REQUIREMENT:
In the listing below, the line containing "authority's character levels." marks the end; copy exactly every line from the first through that one.

DATA RECORDS:
[Start of section]
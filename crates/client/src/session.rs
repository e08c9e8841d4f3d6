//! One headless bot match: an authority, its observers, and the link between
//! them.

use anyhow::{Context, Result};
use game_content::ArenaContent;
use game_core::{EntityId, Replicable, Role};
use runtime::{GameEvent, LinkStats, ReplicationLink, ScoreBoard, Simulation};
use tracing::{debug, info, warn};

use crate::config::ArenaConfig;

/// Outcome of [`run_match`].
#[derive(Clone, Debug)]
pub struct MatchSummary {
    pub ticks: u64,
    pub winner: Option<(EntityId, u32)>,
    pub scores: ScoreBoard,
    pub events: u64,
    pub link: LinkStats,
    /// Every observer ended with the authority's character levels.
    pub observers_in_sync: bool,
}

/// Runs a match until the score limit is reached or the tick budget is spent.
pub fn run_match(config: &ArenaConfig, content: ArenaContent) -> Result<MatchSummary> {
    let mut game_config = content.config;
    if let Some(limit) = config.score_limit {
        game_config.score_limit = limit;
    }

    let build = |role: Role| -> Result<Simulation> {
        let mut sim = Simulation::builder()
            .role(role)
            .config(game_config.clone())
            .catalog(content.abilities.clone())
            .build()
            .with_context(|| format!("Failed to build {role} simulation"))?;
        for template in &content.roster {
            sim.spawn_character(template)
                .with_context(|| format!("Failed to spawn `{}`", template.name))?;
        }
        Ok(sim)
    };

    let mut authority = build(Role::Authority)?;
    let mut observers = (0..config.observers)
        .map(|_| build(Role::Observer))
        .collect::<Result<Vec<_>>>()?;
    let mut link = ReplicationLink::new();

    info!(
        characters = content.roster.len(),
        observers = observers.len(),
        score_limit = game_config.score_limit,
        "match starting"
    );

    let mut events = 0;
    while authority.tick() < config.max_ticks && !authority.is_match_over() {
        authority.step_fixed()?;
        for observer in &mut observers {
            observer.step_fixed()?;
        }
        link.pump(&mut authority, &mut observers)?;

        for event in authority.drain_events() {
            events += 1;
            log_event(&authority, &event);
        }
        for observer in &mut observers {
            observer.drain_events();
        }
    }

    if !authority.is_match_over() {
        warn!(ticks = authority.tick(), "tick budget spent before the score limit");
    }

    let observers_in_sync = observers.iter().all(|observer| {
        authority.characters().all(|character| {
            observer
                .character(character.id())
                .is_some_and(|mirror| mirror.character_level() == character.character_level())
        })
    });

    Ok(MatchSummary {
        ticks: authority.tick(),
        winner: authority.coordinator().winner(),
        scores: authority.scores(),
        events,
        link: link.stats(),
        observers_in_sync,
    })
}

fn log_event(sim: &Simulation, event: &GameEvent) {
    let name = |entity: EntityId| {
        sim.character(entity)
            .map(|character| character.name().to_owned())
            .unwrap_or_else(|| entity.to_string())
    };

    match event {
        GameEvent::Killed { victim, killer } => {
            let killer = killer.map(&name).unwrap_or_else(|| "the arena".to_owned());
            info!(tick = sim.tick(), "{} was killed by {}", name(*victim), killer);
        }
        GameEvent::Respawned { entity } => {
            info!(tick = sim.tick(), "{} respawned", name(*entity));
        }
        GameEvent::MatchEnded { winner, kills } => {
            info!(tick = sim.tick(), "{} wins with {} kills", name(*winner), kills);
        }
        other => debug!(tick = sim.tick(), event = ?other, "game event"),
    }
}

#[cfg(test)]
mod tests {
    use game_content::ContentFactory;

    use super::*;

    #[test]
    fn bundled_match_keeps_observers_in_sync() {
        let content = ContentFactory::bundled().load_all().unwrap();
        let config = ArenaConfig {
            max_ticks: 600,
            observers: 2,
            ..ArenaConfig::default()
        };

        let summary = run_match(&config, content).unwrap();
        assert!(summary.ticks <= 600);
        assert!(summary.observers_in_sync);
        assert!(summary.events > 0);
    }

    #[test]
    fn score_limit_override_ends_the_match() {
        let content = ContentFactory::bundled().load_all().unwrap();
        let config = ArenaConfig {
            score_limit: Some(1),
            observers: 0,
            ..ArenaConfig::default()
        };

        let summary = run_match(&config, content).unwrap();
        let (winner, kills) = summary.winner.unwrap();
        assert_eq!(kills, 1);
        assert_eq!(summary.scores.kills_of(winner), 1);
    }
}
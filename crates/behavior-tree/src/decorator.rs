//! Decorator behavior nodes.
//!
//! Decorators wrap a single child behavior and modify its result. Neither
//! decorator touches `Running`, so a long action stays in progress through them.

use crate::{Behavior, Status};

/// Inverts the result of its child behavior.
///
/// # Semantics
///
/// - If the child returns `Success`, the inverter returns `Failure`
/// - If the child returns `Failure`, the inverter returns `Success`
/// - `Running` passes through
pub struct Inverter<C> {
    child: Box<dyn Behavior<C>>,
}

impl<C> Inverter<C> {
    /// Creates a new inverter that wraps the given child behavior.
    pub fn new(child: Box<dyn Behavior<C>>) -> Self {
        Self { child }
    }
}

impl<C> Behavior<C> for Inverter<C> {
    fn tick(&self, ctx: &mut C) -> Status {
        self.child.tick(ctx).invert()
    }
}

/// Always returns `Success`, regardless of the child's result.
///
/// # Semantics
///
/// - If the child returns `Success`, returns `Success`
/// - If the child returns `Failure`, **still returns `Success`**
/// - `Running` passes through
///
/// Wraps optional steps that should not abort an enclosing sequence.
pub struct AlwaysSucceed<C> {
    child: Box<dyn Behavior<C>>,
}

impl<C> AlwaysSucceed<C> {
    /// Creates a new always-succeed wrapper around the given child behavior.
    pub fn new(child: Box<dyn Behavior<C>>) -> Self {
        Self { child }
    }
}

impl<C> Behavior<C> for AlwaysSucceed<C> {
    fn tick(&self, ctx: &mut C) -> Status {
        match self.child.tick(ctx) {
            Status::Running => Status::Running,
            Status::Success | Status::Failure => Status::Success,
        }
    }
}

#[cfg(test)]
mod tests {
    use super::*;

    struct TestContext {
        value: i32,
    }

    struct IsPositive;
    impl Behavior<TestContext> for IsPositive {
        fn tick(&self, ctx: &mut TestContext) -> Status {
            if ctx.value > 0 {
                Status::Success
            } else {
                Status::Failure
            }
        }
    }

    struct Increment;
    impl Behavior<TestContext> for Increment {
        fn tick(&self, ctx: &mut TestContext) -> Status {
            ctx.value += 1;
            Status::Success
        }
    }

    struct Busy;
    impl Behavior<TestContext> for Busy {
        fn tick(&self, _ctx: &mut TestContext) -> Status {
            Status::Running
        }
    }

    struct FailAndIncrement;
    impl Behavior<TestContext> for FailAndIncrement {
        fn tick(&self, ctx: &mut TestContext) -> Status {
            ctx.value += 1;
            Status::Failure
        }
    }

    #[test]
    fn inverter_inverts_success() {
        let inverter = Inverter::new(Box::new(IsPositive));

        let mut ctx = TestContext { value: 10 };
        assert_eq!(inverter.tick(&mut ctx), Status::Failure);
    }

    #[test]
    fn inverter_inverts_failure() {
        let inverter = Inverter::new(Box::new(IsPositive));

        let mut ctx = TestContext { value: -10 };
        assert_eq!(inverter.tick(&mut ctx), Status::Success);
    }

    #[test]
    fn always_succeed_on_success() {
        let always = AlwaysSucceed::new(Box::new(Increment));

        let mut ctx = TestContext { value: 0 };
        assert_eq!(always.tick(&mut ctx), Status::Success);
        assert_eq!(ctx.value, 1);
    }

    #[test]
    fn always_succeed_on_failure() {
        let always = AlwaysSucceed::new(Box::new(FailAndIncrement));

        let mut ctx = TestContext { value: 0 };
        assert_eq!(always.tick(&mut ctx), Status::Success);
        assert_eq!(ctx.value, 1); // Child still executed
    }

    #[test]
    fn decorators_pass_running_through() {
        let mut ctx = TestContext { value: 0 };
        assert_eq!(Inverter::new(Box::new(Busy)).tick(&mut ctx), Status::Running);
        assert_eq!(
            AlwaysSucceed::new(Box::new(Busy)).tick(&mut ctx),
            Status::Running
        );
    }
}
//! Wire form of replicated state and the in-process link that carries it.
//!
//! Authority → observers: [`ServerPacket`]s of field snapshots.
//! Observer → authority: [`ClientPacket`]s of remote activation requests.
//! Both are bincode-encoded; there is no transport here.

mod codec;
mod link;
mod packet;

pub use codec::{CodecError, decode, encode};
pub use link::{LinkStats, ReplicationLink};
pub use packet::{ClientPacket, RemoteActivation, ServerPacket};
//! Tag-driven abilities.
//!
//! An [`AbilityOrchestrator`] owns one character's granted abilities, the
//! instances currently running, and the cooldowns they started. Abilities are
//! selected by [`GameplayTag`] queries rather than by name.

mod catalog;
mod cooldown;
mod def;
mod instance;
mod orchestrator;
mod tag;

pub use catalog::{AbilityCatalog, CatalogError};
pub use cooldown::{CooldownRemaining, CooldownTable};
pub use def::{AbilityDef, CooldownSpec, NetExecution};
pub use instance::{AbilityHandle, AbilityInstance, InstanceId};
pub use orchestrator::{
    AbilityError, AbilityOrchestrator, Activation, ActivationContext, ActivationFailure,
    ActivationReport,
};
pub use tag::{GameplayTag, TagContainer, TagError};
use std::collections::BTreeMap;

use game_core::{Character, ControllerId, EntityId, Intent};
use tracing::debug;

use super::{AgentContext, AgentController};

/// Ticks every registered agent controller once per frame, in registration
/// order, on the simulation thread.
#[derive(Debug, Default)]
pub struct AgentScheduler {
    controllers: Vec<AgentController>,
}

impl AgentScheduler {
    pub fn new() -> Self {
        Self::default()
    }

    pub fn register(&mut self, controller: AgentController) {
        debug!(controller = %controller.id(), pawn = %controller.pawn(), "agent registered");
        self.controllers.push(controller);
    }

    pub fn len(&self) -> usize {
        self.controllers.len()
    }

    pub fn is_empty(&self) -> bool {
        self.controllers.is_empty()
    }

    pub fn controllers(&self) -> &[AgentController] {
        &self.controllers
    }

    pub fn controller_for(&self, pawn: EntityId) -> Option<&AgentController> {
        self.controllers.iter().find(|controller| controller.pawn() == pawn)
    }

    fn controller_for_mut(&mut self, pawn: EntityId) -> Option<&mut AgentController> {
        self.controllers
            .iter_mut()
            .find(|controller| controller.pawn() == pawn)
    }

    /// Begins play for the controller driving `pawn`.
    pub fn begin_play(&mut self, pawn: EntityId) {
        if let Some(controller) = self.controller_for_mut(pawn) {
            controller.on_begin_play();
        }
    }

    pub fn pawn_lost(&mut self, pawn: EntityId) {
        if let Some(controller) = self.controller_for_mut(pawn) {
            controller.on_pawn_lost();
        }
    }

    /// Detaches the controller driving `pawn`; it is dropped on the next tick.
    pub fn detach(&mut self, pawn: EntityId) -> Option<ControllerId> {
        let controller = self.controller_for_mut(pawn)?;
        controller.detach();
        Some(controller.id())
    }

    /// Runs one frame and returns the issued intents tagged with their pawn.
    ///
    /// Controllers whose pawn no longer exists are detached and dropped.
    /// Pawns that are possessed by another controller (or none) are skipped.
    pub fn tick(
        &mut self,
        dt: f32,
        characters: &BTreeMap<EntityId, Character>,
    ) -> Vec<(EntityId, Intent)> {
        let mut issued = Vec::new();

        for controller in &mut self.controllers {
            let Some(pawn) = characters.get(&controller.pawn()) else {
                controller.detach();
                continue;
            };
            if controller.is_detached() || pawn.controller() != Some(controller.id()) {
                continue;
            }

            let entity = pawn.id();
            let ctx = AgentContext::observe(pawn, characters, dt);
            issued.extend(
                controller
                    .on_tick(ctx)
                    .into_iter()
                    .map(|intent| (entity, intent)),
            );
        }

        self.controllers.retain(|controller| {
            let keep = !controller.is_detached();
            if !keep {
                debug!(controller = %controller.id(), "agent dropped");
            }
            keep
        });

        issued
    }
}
[End of section]
RESPONSE BOX:
filename crates/client/src/session.rs
repository e08c9e8841d4f3d6
//! One headless bot match: an authority, its observers, and the link between
//! them.

use anyhow::{Context, Result};
use game_content::ArenaContent;
use game_core::{EntityId, Replicable, Role};
use runtime::{GameEvent, LinkStats, ReplicationLink, ScoreBoard, Simulation};
use tracing::{debug, info, warn};

use crate::config::ArenaConfig;

/// Outcome of [`run_match`].
#[derive(Clone, Debug)]
pub struct MatchSummary {
    pub ticks: u64,
    pub winner: Option<(EntityId, u32)>,
    pub scores: ScoreBoard,
    pub events: u64,
    pub link: LinkStats,
    /// Every observer ended with the authority's character levels.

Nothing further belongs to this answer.